Aside from that, this game does a great job of putting you into the Star Trek universe. You get to micromanage your ship, your avatar, and your ship's officers (hot Vulcans). While playing, you get upgrades to weapons and defenses for both your character and ship (spinners and grillz). Choosing a class should be simple for any Star Trek fan who is familiar with bridge assignments. You can choose between tactical officer, science officer, or engineer. This is the same for the Klingon option (Horde). From what I've experienced in far, the game is fairly enjoyable. That being said, there is room for improvement and expansion. The action may seem to move slowly at times, mostly when traveling from planet to planet (RL Relativity). Also, the space combat is basically a spam fest while firing weapons, although maneuvering shield arrays and such requires some basic strategy…just like in STAR TREK! I've read lots of complaints about end-game content…in that apparently there is none (whoops). I haven't gotten that far yet so I'm not sure, but if you want to fly around and pretend you're a Starfleet captain for a few days, try it out.
As far as the comparison with the J.J. Trek-verse, Star Trek Online wins hands down. You get to go on first contact missions (ohai), explore the galaxy (your mom), save colonies and new races from certain doom (srs bsns), and blow up mass ships (PIKEEEEEW). Basically, you get to do all the boring stuff that makes Star Trek a great universe to play around in. It encompasses a wide variety of well established formulae that helped make the franchise a household name for decades. The game uses those same premises even though it takes place in a new time period where most of the beloved characters from TNG are still in the game's lore as well as introducing you to a new chapter in the Star Trek story arc. Abrams took arguably the most beloved Star Trek characters from the original series and just hit the big old reset button, doing himself a great disservice in the process. Though some of the more overt qualities of the characters are there (Kirk banging space sluts) the overall feel of the characters, for me, fell short. How do you out-Shatner Shatner? I will say that Karl Urban did a good job though as Boners...that's his name, right? Now when you and your D&D friend (boyfriend) argue over who was the better captain, Picard or Kirk, you have to take into account that Abrams' Kirk is part of the canon of Star Trek, thus making every argument that is pro-Kirk pretty much invalid (Picard vs. Quantum Leap?). At the very least, I'm glad there is a remnant of the old Trek left in our universe.

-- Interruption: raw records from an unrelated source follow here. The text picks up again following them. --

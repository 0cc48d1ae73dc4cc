//! Rule Table Schema
//!
//! Data structures for the static compatibility rule table. The table is
//! loaded once, validated, and then only read from.

use indexmap::IndexMap;
use serde::{Deserialize, Serialize};

use crate::rules::RulesError;

/// The complete compatibility rule table
#[derive(Debug, Clone, Default, Serialize, Deserialize)]
pub struct RuleStore {
    /// Brand name -> series table. Key order is the brand detection priority.
    pub brands: IndexMap<String, BrandRules>,

    /// NEMA plug configuration (e.g. "NEMA 14-50") -> rating
    #[serde(default)]
    pub plug_receptacle: IndexMap<String, PlugRating>,

    /// EV charger sizing notes
    #[serde(default)]
    pub ev_charger_rules: EvChargerRules,

    /// Shop category -> URL. Carried for the display layer.
    #[serde(default)]
    pub routes: IndexMap<String, String>,

    /// Advisory text shown with every result
    #[serde(default)]
    pub disclaimer: String,
}

#[derive(Debug, Clone, Default, Serialize, Deserialize)]
pub struct BrandRules {
    #[serde(default)]
    pub series: IndexMap<String, SeriesRules>,
}

#[derive(Debug, Clone, Serialize, Deserialize)]
pub struct SeriesRules {
    /// Accepted breaker families, in match priority order
    pub breaker_families: Vec<String>,
}

/// Voltage/amp rating of a plug/receptacle configuration
#[derive(Debug, Clone, PartialEq, Eq, Serialize, Deserialize)]
pub struct PlugRating {
    pub voltage: String,
    pub amps: u32,
}

#[derive(Debug, Clone, Default, Serialize, Deserialize)]
pub struct EvChargerRules {
    #[serde(default)]
    pub note: String,
}

impl RuleStore {
    /// Parse a rule table from JSON and validate it
    pub fn from_json_str(json: &str) -> Result<Self, RulesError> {
        let store: RuleStore = serde_json::from_str(json)?;
        store.validate()?;
        Ok(store)
    }

    /// Check structural constraints serde cannot express
    pub fn validate(&self) -> Result<(), RulesError> {
        for (brand, rules) in &self.brands {
            if brand.trim().is_empty() {
                return Err(RulesError::Invalid("empty brand name".to_string()));
            }
            for (series, series_rules) in &rules.series {
                if series_rules.breaker_families.is_empty() {
                    return Err(RulesError::Invalid(format!(
                        "{} {} has no breaker families",
                        brand, series
                    )));
                }
            }
        }

        for config in self.plug_receptacle.keys() {
            if !is_plug_config(config) {
                return Err(RulesError::Invalid(format!(
                    "plug configuration {:?} is not of the form \"NEMA d-dd\"",
                    config
                )));
            }
        }

        Ok(())
    }

    /// Brand names in detection priority order
    pub fn brand_names(&self) -> impl Iterator<Item = &str> {
        self.brands.keys().map(String::as_str)
    }

    /// Accepted breaker families for a panel series; empty when the table has no entry
    pub fn breaker_families(&self, brand: &str, series: &str) -> &[String] {
        self.brands
            .get(brand)
            .and_then(|b| b.series.get(series))
            .map(|s| s.breaker_families.as_slice())
            .unwrap_or(&[])
    }

    pub fn plug_rating(&self, config: &str) -> Option<&PlugRating> {
        self.plug_receptacle.get(config)
    }

    pub fn ev_note(&self) -> &str {
        &self.ev_charger_rules.note
    }

    /// Number of (brand, series) entries
    pub fn series_count(&self) -> usize {
        self.brands.values().map(|b| b.series.len()).sum()
    }
}

/// "NEMA " followed by 1-2 digits, a hyphen, and 2 digits
fn is_plug_config(config: &str) -> bool {
    let Some(rest) = config.strip_prefix("NEMA ") else {
        return false;
    };
    let Some((left, right)) = rest.split_once('-') else {
        return false;
    };
    (1..=2).contains(&left.len())
        && right.len() == 2
        && left.chars().chain(right.chars()).all(|c| c.is_ascii_digit())
}

#[cfg(test)]
mod tests {
    use super::*;

    const SMALL: &str = r#"{
        "brands": {
            "Zeta": { "series": { "Z1": { "breaker_families": ["ZB"] } } },
            "Alpha": { "series": { "A1": { "breaker_families": ["AB", "ABX"] } } }
        },
        "plug_receptacle": { "NEMA 5-15": { "voltage": "125V", "amps": 15 } }
    }"#;

    #[test]
    fn test_brand_order_is_file_order() {
        let store = RuleStore::from_json_str(SMALL).unwrap();
        let brands: Vec<&str> = store.brand_names().collect();
        assert_eq!(brands, vec!["Zeta", "Alpha"]);
    }

    #[test]
    fn test_missing_series_is_empty() {
        let store = RuleStore::from_json_str(SMALL).unwrap();
        assert_eq!(store.breaker_families("Alpha", "A1"), ["AB", "ABX"]);
        assert!(store.breaker_families("Alpha", "A2").is_empty());
        assert!(store.breaker_families("Nobody", "A1").is_empty());
    }

    #[test]
    fn test_optional_sections_default() {
        let store = RuleStore::from_json_str(SMALL).unwrap();
        assert_eq!(store.ev_note(), "");
        assert!(store.routes.is_empty());
        assert_eq!(store.disclaimer, "");
    }

    #[test]
    fn test_rejects_empty_family_list() {
        let json = r#"{ "brands": { "Alpha": { "series": { "A1": { "breaker_families": [] } } } } }"#;
        let err = RuleStore::from_json_str(json).unwrap_err();
        assert!(matches!(err, RulesError::Invalid(_)));
    }

    #[test]
    fn test_rejects_malformed_plug_key() {
        let json = r#"{ "brands": {}, "plug_receptacle": { "14-50": { "voltage": "250V", "amps": 50 } } }"#;
        assert!(RuleStore::from_json_str(json).is_err());
    }

    #[test]
    fn test_plug_config_shape() {
        assert!(is_plug_config("NEMA 5-15"));
        assert!(is_plug_config("NEMA 14-50"));
        assert!(!is_plug_config("NEMA 114-50"));
        assert!(!is_plug_config("NEMA L14-30"));
        assert!(!is_plug_config("NEMA 5-5"));
    }
}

Hopefully both the game AND the inevitable series of sequels to the movie improve. Star Trek is not an air tight universe, mostly because there's not a lot of air in space. If the movie brings in more fans for the franchise, than I guess it can serve some good (half assed "glass is half full"). I just ask that if you are new to Star Trek and the Abrams' film introduced you to the universe, you do yourself a favor and watch all of the original series and films. If you are a J.J. Star Trek fan, you can come over and watch them with me. I'll make mini-wieners and we can drink hot cocoa (traditional offering). I think that's what Captain Kirk and Captain Picard would want: mutual understanding and respect for each other's cultures and tastes. After all, that's what Star Trek is all about (lame). That and blowing up ships and shooting aliens with "guns".
Josh Henderson is an actor/writer who invented warp drive.